De certa forma, ela fazia parte das aulas o que a levou a se interessar mais pela profissão. “Eu vejo que fazendo medicina posso dar esse abraço que eu não consegui na época”.
Testemunha de um “milagre”
Em 2020, Beatriz já andava normalmente, sem andador, e no começo do mesmo ano voltou a se consultar no Sarah.
“Eu lembro como se fosse ontem, o dia que eu cheguei andando lá, em uma consulta com o médico disse que eu não podia mais voltar a andar. Ele chorou horrores. Ele saiu correndo pelo corredor e chamando os médicos das outras salas para irem me ver. Foi muito bonito”.
Estudos na pandemia
Durante todo o ano de 2019, Beatriz estudou de casa devido a suas limitações de saúde.

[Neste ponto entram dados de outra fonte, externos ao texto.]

//! SQLite adapter: connection lifecycle, schema, typed execution, and the
//! named statement set issued by the cache engine.
//!
//! Execution follows a fixed return-shape rule. A void write maps `DONE`
//! to the affected row count and a constraint violation to
//! [`DbError::DuplicateKey`]; a row query maps `ROW` to `Some(value)` and
//! `DONE` to `None`; a sequence query consumes every remaining row. Text
//! and blob arguments are copied at bind time, so no caller buffer has to
//! outlive the statement step.

use std::fs;
use std::io;
use std::path::{Path, PathBuf};
use std::time::{Duration, SystemTime};

use rusqlite::types::{FromSql, FromSqlResult, ToSql, ToSqlOutput, ValueRef};
use rusqlite::{CachedStatement, Connection, OpenFlags, OptionalExtension, Params, Row};
use thiserror::Error;

use crate::time::{epoch_to_instant, instant_to_epoch};

/// How long a statement waits on a contended database lock before failing.
pub const BUSY_TIMEOUT: Duration = Duration::from_secs(600);

/// Upper bound on compiled statements kept alive between calls. Sized
/// above the full [`Stmt`] set so no named statement is ever evicted.
const STATEMENT_CACHE_CAPACITY: usize = 24;

const INIT_PRAGMAS: &str = "\
    PRAGMA journal_mode=WAL;
    PRAGMA synchronous=NORMAL;
    PRAGMA cache_size=10000;
    PRAGMA temp_store=MEMORY;
    PRAGMA mmap_size=268435456;
    PRAGMA analysis_limit=1000;
    PRAGMA busy_timeout=600000;";

const INIT_SCHEMA: &str = "\
    CREATE TABLE IF NOT EXISTS cache (
        id INTEGER PRIMARY KEY AUTOINCREMENT,
        key TEXT UNIQUE NOT NULL,
        path TEXT DEFAULT NULL,
        value BLOB DEFAULT NULL,
        expire REAL DEFAULT NULL,
        last_update REAL NOT NULL DEFAULT (strftime('%s', 'now')),
        last_use REAL NOT NULL DEFAULT (strftime('%s', 'now')),
        access_count_since_last_update INT NOT NULL DEFAULT 0,
        size INT NOT NULL DEFAULT 0
    );

    CREATE INDEX IF NOT EXISTS idx_key ON cache (key);

    CREATE TABLE IF NOT EXISTS meta (
        key TEXT PRIMARY KEY,
        value
    );

    INSERT OR IGNORE INTO meta (key, value) VALUES ('size', '0');

    CREATE TRIGGER IF NOT EXISTS cache_size_insert
    AFTER INSERT ON cache
    BEGIN
        UPDATE meta SET value = COALESCE((SELECT SUM(size) FROM cache), 0) WHERE key = 'size';
    END;

    CREATE TRIGGER IF NOT EXISTS cache_size_delete
    AFTER DELETE ON cache
    BEGIN
        UPDATE meta SET value = COALESCE((SELECT SUM(size) FROM cache), 0) WHERE key = 'size';
    END;

    CREATE TRIGGER IF NOT EXISTS cache_size_update
    AFTER UPDATE OF size ON cache
    BEGIN
        UPDATE meta SET value = COALESCE((SELECT SUM(size) FROM cache), 0) WHERE key = 'size';
    END;";

/// Errors surfaced by the adapter.
#[derive(Debug, Error)]
pub enum DbError {
    #[error("failed to create database directory {path:?}: {source}")]
    CreateDir { path: PathBuf, source: io::Error },

    #[error("failed to open database: {0}")]
    Open(#[source] rusqlite::Error),

    #[error("failed to apply schema: {0}")]
    Schema(#[source] rusqlite::Error),

    #[error("duplicate key")]
    DuplicateKey,

    #[error("sql execution failed: {0}")]
    Sql(#[source] rusqlite::Error),

    #[error("failed to close database: {0}")]
    Close(#[source] rusqlite::Error),
}

impl DbError {
    fn from_step(err: rusqlite::Error) -> Self {
        match err {
            rusqlite::Error::SqliteFailure(e, _)
                if e.code == rusqlite::ErrorCode::ConstraintViolation =>
            {
                DbError::DuplicateKey
            }
            other => DbError::Sql(other),
        }
    }
}

/// Binds an absolute instant as an epoch double (REAL column), and
/// extracts one back with nanosecond lifting.
#[derive(Debug, Clone, Copy)]
pub struct Epoch(pub SystemTime);

impl ToSql for Epoch {
    fn to_sql(&self) -> rusqlite::Result<ToSqlOutput<'_>> {
        Ok(ToSqlOutput::from(instant_to_epoch(self.0)))
    }
}

impl FromSql for Epoch {
    fn column_result(value: ValueRef<'_>) -> FromSqlResult<Self> {
        f64::column_result(value).map(|epoch| Epoch(epoch_to_instant(epoch)))
    }
}

/// The named statement set. Each member compiles lazily on first use and
/// stays cached until the connection closes.
///
/// Read-path members filter on `(expire IS NULL OR expire > now)` so an
/// expired row is never observed; write-path members compute `expire`
/// from a TTL bound in seconds. The expire pass binds a full-precision
/// epoch double instead of the second-granular SQL `now`.
#[derive(Debug, Clone, Copy, PartialEq, Eq)]
pub enum Stmt {
    Count,
    Keys,
    Exists,
    GetByKey,
    GetPathByKey,
    ReplaceInline,
    ReplaceExternal,
    InsertInline,
    InsertExternal,
    DeleteByKey,
    DeleteAll,
    TouchByKey,
    SelectExpiredPaths,
    DeleteExpired,
    MetaSize,
    CheckCount,
}

impl Stmt {
    pub fn sql(self) -> &'static str {
        match self {
            Stmt::Count => {
                "SELECT COUNT(*) FROM cache \
                 WHERE expire IS NULL OR expire > strftime('%s', 'now');"
            }
            Stmt::Keys => {
                "SELECT key FROM cache \
                 WHERE expire IS NULL OR expire > strftime('%s', 'now');"
            }
            Stmt::Exists => {
                "SELECT 1 FROM cache WHERE key = ?1 \
                 AND (expire IS NULL OR expire > strftime('%s', 'now')) LIMIT 1;"
            }
            Stmt::GetByKey => {
                "SELECT value, path FROM cache WHERE key = ?1 \
                 AND (expire IS NULL OR expire > strftime('%s', 'now'));"
            }
            Stmt::GetPathByKey => "SELECT path FROM cache WHERE key = ?1;",
            Stmt::ReplaceInline => {
                "REPLACE INTO cache (key, value, expire, size) \
                 VALUES (?1, ?2, strftime('%s', 'now') + ?3, ?4);"
            }
            Stmt::ReplaceExternal => {
                "REPLACE INTO cache (key, path, expire, size) \
                 VALUES (?1, ?2, strftime('%s', 'now') + ?3, ?4);"
            }
            Stmt::InsertInline => {
                "INSERT INTO cache (key, value, expire, size) \
                 VALUES (?1, ?2, strftime('%s', 'now') + ?3, ?4);"
            }
            Stmt::InsertExternal => {
                "INSERT INTO cache (key, path, expire, size) \
                 VALUES (?1, ?2, strftime('%s', 'now') + ?3, ?4);"
            }
            Stmt::DeleteByKey => "DELETE FROM cache WHERE key = ?1;",
            Stmt::DeleteAll => "DELETE FROM cache;",
            Stmt::TouchByKey => {
                "UPDATE cache SET last_update = strftime('%s', 'now'), \
                 last_use = strftime('%s', 'now'), \
                 expire = strftime('%s', 'now') + ?1 WHERE key = ?2;"
            }
            Stmt::SelectExpiredPaths => {
                "SELECT path FROM cache \
                 WHERE expire IS NOT NULL AND expire <= ?1 AND path IS NOT NULL;"
            }
            Stmt::DeleteExpired => {
                "DELETE FROM cache WHERE expire IS NOT NULL AND expire <= ?1;"
            }
            Stmt::MetaSize => "SELECT CAST(value AS INTEGER) FROM meta WHERE key = 'size';",
            Stmt::CheckCount => "SELECT COUNT(*) FROM cache;",
        }
    }
}

/// A file-backed SQLite connection with the cache schema applied.
pub struct Database {
    conn: Connection,
}

impl Database {
    /// Opens (creating if absent) the database file at `path`, together
    /// with any missing parent directory.
    pub fn open(path: &Path) -> Result<Self, DbError> {
        if let Some(parent) = path.parent() {
            fs::create_dir_all(parent).map_err(|source| DbError::CreateDir {
                path: parent.to_path_buf(),
                source,
            })?;
        }

        let flags = OpenFlags::SQLITE_OPEN_READ_WRITE
            | OpenFlags::SQLITE_OPEN_CREATE
            | OpenFlags::SQLITE_OPEN_NO_MUTEX;
        let conn = Connection::open_with_flags(path, flags).map_err(DbError::Open)?;
        conn.busy_timeout(BUSY_TIMEOUT).map_err(DbError::Open)?;
        conn.set_prepared_statement_cache_capacity(STATEMENT_CACHE_CAPACITY);

        Ok(Database { conn })
    }

    /// Applies the PRAGMA batch and the schema batch. Idempotent; fails
    /// on a corrupt or non-SQLite file.
    pub fn initialize(&self) -> Result<(), DbError> {
        self.conn.execute_batch(INIT_PRAGMAS).map_err(DbError::Schema)?;
        self.conn.execute_batch(INIT_SCHEMA).map_err(DbError::Schema)?;
        Ok(())
    }

    fn prepared(&self, stmt: Stmt) -> Result<CachedStatement<'_>, DbError> {
        self.conn.prepare_cached(stmt.sql()).map_err(DbError::Sql)
    }

    /// One-shot execution of a void write. Returns the affected row
    /// count; a unique-key violation becomes [`DbError::DuplicateKey`].
    pub fn run<P: Params>(&self, stmt: Stmt, params: P) -> Result<usize, DbError> {
        self.prepared(stmt)?.execute(params).map_err(DbError::from_step)
    }

    /// Single-row query: `ROW` yields `Some(extract(row))`, `DONE` yields
    /// `None`.
    pub fn one<T, P, F>(&self, stmt: Stmt, params: P, extract: F) -> Result<Option<T>, DbError>
    where
        P: Params,
        F: FnOnce(&Row<'_>) -> rusqlite::Result<T>,
    {
        self.prepared(stmt)?
            .query_row(params, extract)
            .optional()
            .map_err(DbError::from_step)
    }

    /// Sequence query: consumes every remaining row into a vector.
    pub fn all<T, P, F>(&self, stmt: Stmt, params: P, mut extract: F) -> Result<Vec<T>, DbError>
    where
        P: Params,
        F: FnMut(&Row<'_>) -> rusqlite::Result<T>,
    {
        let mut prepared = self.prepared(stmt)?;
        let rows = prepared
            .query_map(params, |row| extract(row))
            .map_err(DbError::from_step)?;

        let mut out = Vec::new();
        for row in rows {
            out.push(row.map_err(DbError::from_step)?);
        }
        Ok(out)
    }

    /// Runs `body` inside a deferred transaction: commits when it returns
    /// `Ok`, rolls back when it returns `Err`. Statements issued through
    /// `body`'s borrow of this database join the transaction.
    pub fn with_transaction<T>(
        &self,
        body: impl FnOnce(&Self) -> Result<T, DbError>,
    ) -> Result<T, DbError> {
        let tx = self.conn.unchecked_transaction().map_err(DbError::Sql)?;
        let out = body(self)?;
        tx.commit().map_err(DbError::Sql)?;
        Ok(out)
    }

    /// Finalizes every cached statement, then closes the connection.
    /// Statement finalization precedes the close so the connection never
    /// shuts down with live compiled handles.
    pub fn close(self) -> Result<(), DbError> {
        self.conn.close().map_err(|(_conn, err)| DbError::Close(err))
    }
}
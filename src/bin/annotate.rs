// 该文件是 Huitu （绘图） 项目的一部分。
// src/bin/annotate.rs - 在视频帧上绘制检测/跟踪结果
//
// 本文件根据 Apache 许可证第 2.0 版（以下简称“许可证”）授权使用；
// 除非遵守该许可证条款，否则您不得使用本文件。
// 您可通过以下网址获取许可证副本：
// http://www.apache.org/licenses/LICENSE-2.0
// 除非适用法律要求或书面同意，根据本许可协议分发的软件均按“原样”提供，
// 不附带任何形式的明示或暗示的保证或条件。
// 有关许可权限与限制的具体条款，请参阅本许可协议。
//
// Copyright (C) 2026 Johann Li <me@qinka.pro>, Wareless Group

use std::path::{Path, PathBuf};

use anyhow::{Context, Result};
use clap::Parser;
use tracing::{info, warn};
use url::Url;

use huitu::{
  FromUrl,
  draw::{DrawError, ImageSurface, Surface, default_font, load_font},
  input::{InputWrapper, iterate_video},
  labels::load_classes,
  output::save_frame,
  palette::{Palette, color_map},
  render::{DetectItem, Detections, Track, draw_detections, draw_trackers},
  timer::DurationTimer,
};

/// Huitu 标注工具参数配置
#[derive(Parser, Debug)]
#[command(author, version, about, long_about = None)]
pub struct Args {
  /// 输入来源，例如 image:///data/frames 或 gst://file/data/video.mp4
  #[arg(long, value_name = "SOURCE")]
  pub input: Url,
  /// 输出目录
  #[arg(long, value_name = "DIR")]
  pub output: PathBuf,
  /// 类别名称文件，每行一个
  #[arg(long, value_name = "FILE")]
  pub classes: Option<PathBuf>,
  /// 检测结果 JSON：[{"bbox":[x1,y1,x2,y2],"class_id":0,"score":0.9}]
  #[arg(long, value_name = "FILE", conflicts_with = "tracks")]
  pub detections: Option<PathBuf>,
  /// 跟踪结果 JSON：[[x1,y1,x2,y2,id]]
  #[arg(long, value_name = "FILE")]
  pub tracks: Option<PathBuf>,
  /// 标签字体文件
  #[arg(long, value_name = "FONT")]
  pub font: Option<PathBuf>,
  /// 最多处理的帧数，0 表示不限制
  #[arg(long, default_value_t = 0)]
  pub max_frames: usize,
}

enum Annotation {
  Detections {
    detections: Detections,
    classes: Vec<String>,
    cmap: Palette,
  },
  Tracks(Vec<Track>),
  Nothing,
}

fn read_json<T: serde::de::DeserializeOwned>(path: &Path) -> Result<T> {
  let content =
    std::fs::read_to_string(path).with_context(|| format!("无法读取文件: {}", path.display()))?;
  serde_json::from_str(&content).with_context(|| format!("无法解析 JSON: {}", path.display()))
}

impl Annotation {
  fn from_args(args: &Args) -> Result<Self> {
    if let Some(path) = &args.detections {
      let detections: Detections = read_json::<Vec<DetectItem>>(path)?.into_iter().collect();
      let classes = match &args.classes {
        Some(path) => load_classes(path)?,
        None => {
          // 没有类别表时以类别编号作为名称
          let count = detections.class_ids.iter().max().map_or(0, |&id| id + 1);
          (0..count).map(|id| id.to_string()).collect()
        }
      };
      let cmap = color_map(classes.len());
      info!("加载了 {} 个检测结果", detections.len());
      return Ok(Annotation::Detections {
        detections,
        classes,
        cmap,
      });
    }

    if let Some(path) = &args.tracks {
      let tracks: Vec<Track> = read_json::<Vec<[f32; 5]>>(path)?
        .into_iter()
        .map(Track::from)
        .collect();
      info!("加载了 {} 个跟踪目标", tracks.len());
      return Ok(Annotation::Tracks(tracks));
    }

    warn!("未指定检测或跟踪结果，仅复制输入帧");
    Ok(Annotation::Nothing)
  }

  fn draw<S: Surface>(&self, surface: &mut S) -> Result<(), DrawError<S::Error>> {
    match self {
      Annotation::Detections {
        detections,
        classes,
        cmap,
      } => draw_detections(surface, detections, classes, cmap),
      Annotation::Tracks(tracks) => draw_trackers(surface, tracks),
      Annotation::Nothing => Ok(()),
    }
  }
}

fn main() -> Result<()> {
  tracing_subscriber::fmt::init();

  let args = Args::parse();

  info!("输入来源: {}", args.input);
  info!("输出目录: {}", args.output.display());

  let annotation = Annotation::from_args(&args)?;
  let font = match args.font.as_deref() {
    Some(path) => load_font(path)?,
    None => default_font(),
  };
  let mut input = InputWrapper::from_url(&args.input)?;
  let mut timer = DurationTimer::new();

  for (index, frame) in iterate_video(&mut input).enumerate() {
    if args.max_frames > 0 && index >= args.max_frames {
      info!("达到指定帧数 {}, 退出", args.max_frames);
      break;
    }

    let mut frame = frame?;
    timer.time(|| {
      let mut surface = ImageSurface::new(&mut frame, font.clone());
      annotation.draw(&mut surface)
    })?;
    info!("第 {} 帧绘制完成，耗时: {:.2?}", index, timer.duration()?);

    save_frame(&frame, args.output.join(format!("frame_{:06}.png", index)))?;
  }

  info!("任务完成，退出");
  Ok(())
}
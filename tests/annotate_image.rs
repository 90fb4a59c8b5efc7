// 该文件是 Huitu （绘图） 项目的一部分。
// tests/annotate_image.rs - 在真实图像上绘制的集成测试
//
// 本文件根据 Apache 许可证第 2.0 版（以下简称“许可证”）授权使用；
// 除非遵守该许可证条款，否则您不得使用本文件。
// 您可通过以下网址获取许可证副本：
// http://www.apache.org/licenses/LICENSE-2.0
// 除非适用法律要求或书面同意，根据本许可协议分发的软件均按“原样”提供，
// 不附带任何形式的明示或暗示的保证或条件。
// 有关许可权限与限制的具体条款，请参阅本许可协议。
//
// Copyright (C) 2026 Johann Li <me@qinka.pro>, Wareless Group

use huitu::{
  draw::{DEFAULT_BOX_COLOR, ImageSurface, Surface, default_font},
  frame::{Frame, to_tensor},
  palette::color_map,
  render::{Detections, Track, draw_detections, draw_trackers},
};
use image::Rgb;

const BLACK: Rgb<u8> = Rgb([0, 0, 0]);

#[test]
fn detection_box_and_label_on_frame() {
  let mut frame = Frame::new(120, 120);
  let detections = Detections {
    bboxes: vec![[20.4, 40.6, 80.2, 90.9]],
    class_ids: vec![1],
    scores: vec![0.9],
  };
  let classes = vec!["person".to_string(), "car".to_string()];
  let cmap = color_map(classes.len());
  let color = cmap[1];

  let (label_w, label_h) = {
    let mut surface = ImageSurface::new(&mut frame, default_font());
    let extent = surface.measure_text("car 0.90").unwrap();
    draw_detections(&mut surface, &detections, &classes, &cmap).unwrap();
    extent
  };

  // 边框
  assert_eq!(*frame.get_pixel(20, 90), color);
  assert_eq!(*frame.get_pixel(80, 60), color);
  assert_eq!(*frame.get_pixel(50, 65), BLACK);

  // 标签背景位于边框左上角上方，且其中有文字像素
  let label_pixels: Vec<Rgb<u8>> = (20..20 + label_w)
    .flat_map(|x| (40 - label_h..=40).map(move |y| (x, y)))
    .map(|(x, y)| *frame.get_pixel(x, y))
    .collect();
  assert!(label_pixels.iter().any(|&p| p == color));
  assert!(label_pixels.iter().any(|&p| p != color));
  assert_eq!(*frame.get_pixel(19, 40 - label_h), BLACK);
}

#[test]
fn tracks_use_default_color() {
  let mut frame = Frame::new(64, 64);
  let tracks = [Track::from([30.9, 30.2, 60.7, 60.1, 3.0])];
  draw_trackers(&mut ImageSurface::new(&mut frame, default_font()), &tracks).unwrap();

  assert_eq!(*frame.get_pixel(30, 60), DEFAULT_BOX_COLOR);
  assert_eq!(*frame.get_pixel(60, 45), DEFAULT_BOX_COLOR);
  assert_eq!(*frame.get_pixel(61, 45), BLACK);
}

#[test]
fn annotated_frame_converts_to_tensor() {
  let mut frame = Frame::new(16, 8);
  let tracks = [Track::from([0.0, 0.0, 15.0, 7.0, 1.0])];
  draw_trackers(&mut ImageSurface::new(&mut frame, default_font()), &tracks).unwrap();

  let tensor = to_tensor(&frame);
  assert_eq!(tensor.shape(), &[3, 8, 16]);
  // 默认颜色 [255, 0, 0] 按 BGR 存储，转为 RGB 后位于第 2 通道
  assert_eq!(tensor[[2, 7, 0]], 1.0);
  assert_eq!(tensor[[0, 7, 0]], 0.0);
}

#[test]
fn diverged_track_is_clipped_to_frame() {
  let mut frame = Frame::new(32, 32);
  // 超出 i32 范围的坐标截断时饱和
  let tracks = [Track::from([-3.0e9, 4.0, 3.0e9, 20.0, 9.0])];
  draw_trackers(&mut ImageSurface::new(&mut frame, default_font()), &tracks).unwrap();

  assert_eq!(*frame.get_pixel(0, 20), DEFAULT_BOX_COLOR);
  assert_eq!(*frame.get_pixel(31, 20), DEFAULT_BOX_COLOR);
  assert_eq!(*frame.get_pixel(16, 12), BLACK);
}
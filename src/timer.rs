// 该文件是 Huitu （绘图） 项目的一部分。
// src/timer.rs - 作用域计时器
//
// 本文件根据 Apache 许可证第 2.0 版（以下简称“许可证”）授权使用；
// 除非遵守该许可证条款，否则您不得使用本文件。
// 您可通过以下网址获取许可证副本：
// http://www.apache.org/licenses/LICENSE-2.0
// 除非适用法律要求或书面同意，根据本许可协议分发的软件均按“原样”提供，
// 不附带任何形式的明示或暗示的保证或条件。
// 有关许可权限与限制的具体条款，请参阅本许可协议。
//
// Copyright (C) 2026 Johann Li <me@qinka.pro>, Wareless Group

use std::time::{Duration, Instant};

use thiserror::Error;

#[derive(Error, Debug, PartialEq, Eq)]
pub enum TimerError {
  #[error("计时尚未结束")]
  NotStopped,
}

/// 记录一个作用域耗时的计时器
///
/// ```
/// use huitu::timer::DurationTimer;
///
/// let mut timer = DurationTimer::new();
/// {
///   let _guard = timer.enter();
///   // 被计时的代码
/// }
/// assert!(timer.duration().is_ok());
/// ```
#[derive(Debug, Default)]
pub struct DurationTimer {
  start: Option<Instant>,
  end: Option<Instant>,
}

impl DurationTimer {
  pub fn new() -> Self {
    Self::default()
  }

  /// 开始计时，并清除上一次的结束时间。
  ///
  /// 返回的守卫在析构时记录结束时间，包括提前返回与 panic 展开。
  pub fn enter(&mut self) -> TimerGuard<'_> {
    self.start = Some(Instant::now());
    self.end = None;
    TimerGuard { timer: self }
  }

  /// 对闭包计时，返回闭包的结果
  pub fn time<R>(&mut self, f: impl FnOnce() -> R) -> R {
    let _guard = self.enter();
    f()
  }

  pub fn duration(&self) -> Result<Duration, TimerError> {
    match (self.start, self.end) {
      (Some(start), Some(end)) => Ok(end.duration_since(start)),
      _ => Err(TimerError::NotStopped),
    }
  }
}

pub struct TimerGuard<'a> {
  timer: &'a mut DurationTimer,
}

impl Drop for TimerGuard<'_> {
  fn drop(&mut self) {
    self.timer.end = Some(Instant::now());
  }
}
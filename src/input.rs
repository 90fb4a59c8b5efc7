// 该文件是 Huitu （绘图） 项目的一部分。
// src/input.rs - 视频/图像输入
//
// 本文件根据 Apache 许可证第 2.0 版（以下简称“许可证”）授权使用；
// 除非遵守该许可证条款，否则您不得使用本文件。
// 您可通过以下网址获取许可证副本：
// http://www.apache.org/licenses/LICENSE-2.0
// 除非适用法律要求或书面同意，根据本许可协议分发的软件均按“原样”提供，
// 不附带任何形式的明示或暗示的保证或条件。
// 有关许可权限与限制的具体条款，请参阅本许可协议。
//
// Copyright (C) 2026 Johann Li <me@qinka.pro>, Wareless Group

use std::iter::FusedIterator;

use thiserror::Error;
use tracing::{debug, error};

use crate::{FromUrl, FromUrlWithScheme, frame::Frame};

/// 视频源
pub trait VideoCapture {
  type Error;

  fn is_opened(&self) -> bool;

  /// 读取下一帧，`Ok(None)` 表示视频已结束
  fn read(&mut self) -> Result<Option<Frame>, Self::Error>;
}

/// 按需从视频源拉取帧的迭代器。
///
/// 视频源关闭、结束或出错后不再产生帧。出错时先产出该错误再结束。
pub struct FrameStream<'a, C: VideoCapture> {
  capture: &'a mut C,
  finished: bool,
}

impl<C: VideoCapture> Iterator for FrameStream<'_, C> {
  type Item = Result<Frame, C::Error>;

  fn next(&mut self) -> Option<Self::Item> {
    if self.finished {
      return None;
    }
    if !self.capture.is_opened() {
      debug!("视频源已关闭");
      self.finished = true;
      return None;
    }

    match self.capture.read() {
      Ok(Some(frame)) => Some(Ok(frame)),
      Ok(None) => {
        debug!("视频源已结束");
        self.finished = true;
        None
      }
      Err(e) => {
        error!("读取视频帧失败");
        self.finished = true;
        Some(Err(e))
      }
    }
  }
}

impl<C: VideoCapture> FusedIterator for FrameStream<'_, C> {}

/// 逐帧遍历视频源
pub fn iterate_video<C: VideoCapture>(capture: &mut C) -> FrameStream<'_, C> {
  FrameStream {
    capture,
    finished: false,
  }
}

mod read_image_file;
pub use self::read_image_file::{ImageFileInput, ImageFileInputError};

#[cfg(feature = "gstreamer_input")]
mod gstreamer_input;
#[cfg(feature = "gstreamer_input")]
pub use self::gstreamer_input::{
  GStreamerInput, GStreamerInputError, GStreamerInputPipelineBuilder,
};

#[derive(Error, Debug)]
pub enum InputError {
  #[error("Image file input error: {0}")]
  ImageFileInputError(#[from] ImageFileInputError),
  #[cfg(feature = "gstreamer_input")]
  #[error("GStreamer input error: {0}")]
  GStreamerInputError(#[from] GStreamerInputError),
  #[error("URI scheme mismatch: {0}")]
  SchemeMismatch(String),
}

/// 按 URL 方案选择的输入源
pub enum InputWrapper {
  ReadImageFile(ImageFileInput),
  #[cfg(feature = "gstreamer_input")]
  GStreamerInput(GStreamerInput),
}

impl FromUrl for InputWrapper {
  type Error = InputError;

  fn from_url(url: &url::Url) -> Result<Self, Self::Error> {
    #[cfg(feature = "gstreamer_input")]
    {
      if url.scheme() == GStreamerInputPipelineBuilder::SCHEME {
        let input = GStreamerInputPipelineBuilder::from_url(url)?.build()?;
        return Ok(InputWrapper::GStreamerInput(input));
      }
    }
    if url.scheme() == ImageFileInput::SCHEME {
      let input = ImageFileInput::from_url(url)?;
      return Ok(InputWrapper::ReadImageFile(input));
    }
    Err(InputError::SchemeMismatch(url.scheme().to_string()))
  }
}

impl VideoCapture for InputWrapper {
  type Error = InputError;

  fn is_opened(&self) -> bool {
    match self {
      InputWrapper::ReadImageFile(input) => input.is_opened(),
      #[cfg(feature = "gstreamer_input")]
      InputWrapper::GStreamerInput(input) => input.is_opened(),
    }
  }

  fn read(&mut self) -> Result<Option<Frame>, Self::Error> {
    match self {
      InputWrapper::ReadImageFile(input) => input.read().map_err(InputError::from),
      #[cfg(feature = "gstreamer_input")]
      InputWrapper::GStreamerInput(input) => input.read().map_err(InputError::from),
    }
  }
}

#[cfg(test)]
mod tests {
  use super::*;

  /// 预置若干帧的视频源，第 `fail_at` 次读取返回错误
  struct ScriptedCapture {
    opened: bool,
    remaining: usize,
    fail_at: Option<usize>,
    reads: usize,
  }

  impl ScriptedCapture {
    fn new(frames: usize) -> Self {
      Self {
        opened: true,
        remaining: frames,
        fail_at: None,
        reads: 0,
      }
    }
  }

  impl VideoCapture for ScriptedCapture {
    type Error = String;

    fn is_opened(&self) -> bool {
      self.opened
    }

    fn read(&mut self) -> Result<Option<Frame>, Self::Error> {
      self.reads += 1;
      if self.fail_at == Some(self.reads) {
        return Err("decode failed".to_string());
      }
      if self.remaining == 0 {
        return Ok(None);
      }
      self.remaining -= 1;
      Ok(Some(Frame::new(2, 2)))
    }
  }

  #[test]
  fn closed_source_yields_nothing() {
    let mut capture = ScriptedCapture::new(3);
    capture.opened = false;
    assert_eq!(iterate_video(&mut capture).count(), 0);
    assert_eq!(capture.reads, 0);
  }

  #[test]
  fn yields_until_end_of_stream() {
    let mut capture = ScriptedCapture::new(3);
    let frames: Vec<_> = iterate_video(&mut capture).collect();
    assert_eq!(frames.len(), 3);
    assert!(frames.iter().all(Result::is_ok));
  }

  #[test]
  fn pulls_lazily() {
    let mut capture = ScriptedCapture::new(100);
    let taken = iterate_video(&mut capture).take(2).count();
    assert_eq!(taken, 2);
    assert_eq!(capture.reads, 2);
  }

  #[test]
  fn exhausted_source_yields_nothing_again() {
    let mut capture = ScriptedCapture::new(1);
    assert_eq!(iterate_video(&mut capture).count(), 1);
    assert_eq!(iterate_video(&mut capture).count(), 0);
  }

  #[test]
  fn error_terminates_stream() {
    let mut capture = ScriptedCapture::new(5);
    capture.fail_at = Some(2);
    let mut stream = iterate_video(&mut capture);
    assert!(matches!(stream.next(), Some(Ok(_))));
    assert!(matches!(stream.next(), Some(Err(_))));
    assert!(stream.next().is_none());
    assert!(stream.next().is_none());
  }

  #[test]
  fn unknown_scheme_is_rejected() {
    let url = url::Url::parse("ftp://host/video.mp4").unwrap();
    assert!(matches!(
      InputWrapper::from_url(&url),
      Err(InputError::SchemeMismatch(_))
    ));
  }
}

Viver com pouco contato social é uma experiência desafiadora para qualquer pessoa, mas no caso da jovem de 20 anos, viver um ano a mais em isolamento, além da Pandemia de Covid-19, foi um gatilho para ansiedade.
“Eu não tinha muita vida social, então em 2020, como eu já estava andando, eu pensei, ‘ai, que legal, vou voltar a ter vida’. E aí, teve a pandemia e eu tive que voltar pra dentro de casa. Isso me gerou muitos problemas de ansiedade. Eu desenvolvi toque e transtorno de ansiedade. Precisei começar a tratar com psiquiatra também”.
No ano de 2020 e 2021, os estudos ficaram comprometidos, apenas no final de setembro de 2020 que as aulas online começaram no Centro de Ensino Médio 2 da Ceilândia, região em que mora com a família.
“Na minha escola tinha um negócio que no primeiro semestre eram umas matérias e no outro semestre eram outras. Então, se no primeiro semestre teve química, no segundo semestre não teve, teve física. No primeiro ano, como voltou só em setembro, eles não repuseram as outras matérias. Eu fiquei bem defasada”.
Quando as aulas voltaram para normalidade, já em 2022, ela estava no terceiro ano do ensino médio. No ano de sua formatura, Beatriz já tinha a medicina em seu coração.
“Foi algo surreal, há dois anos eu não tinha nem noção se iriam sobreviver, e aí lá estava eu, me formando no ensino médio e andando”.
Depois de formada, era hora de recuperar os prejuízos que a pandemia deixou, e em 2023, a jovem entrou para um cursinho preparatório para a tão sonhada faculdade de medicina.
Mas os desafios não acabaram, e Beatriz foi diagnosticada com Narcolepsia, uma doença crônica caracterizada pela sonolência excessiva.
“Meu primeiro semestre não foi bom. A aula começava e eu dormia. Eu estava comendo e dormia, só fui melhorar depois do diagnóstico, quando eu comecei o tratamento”.
Os estudos continuam, a busca pela aprovação é o que motiva a jovem a lutar contra todas as dificuldades e estudar.
“É assim, vivendo um dia de cada vez, e às vezes, ainda é difícil pensar que eu não sou todo mundo, porque a gente se compara, mas, por mais que eu quisesse, não vou ter o mesmo desempenho de todo mundo, porque minha história é diferente”.
Agora com a medicação adequada, Beatriz leva uma vida praticamente normal, ainda precisa ter certos cuidados, mas suas internações e idas aos hospitais se resumem apenas aos exames de rotina.
“Minha doença é crônica. Então o esperado é que eu piorasse, no máximo ficaria estável, mas eu regressei. Hoje faço coisas que eu não conseguia fazer antes. São coisas que não têm explicação pela medicina, então é realmente um milagre”.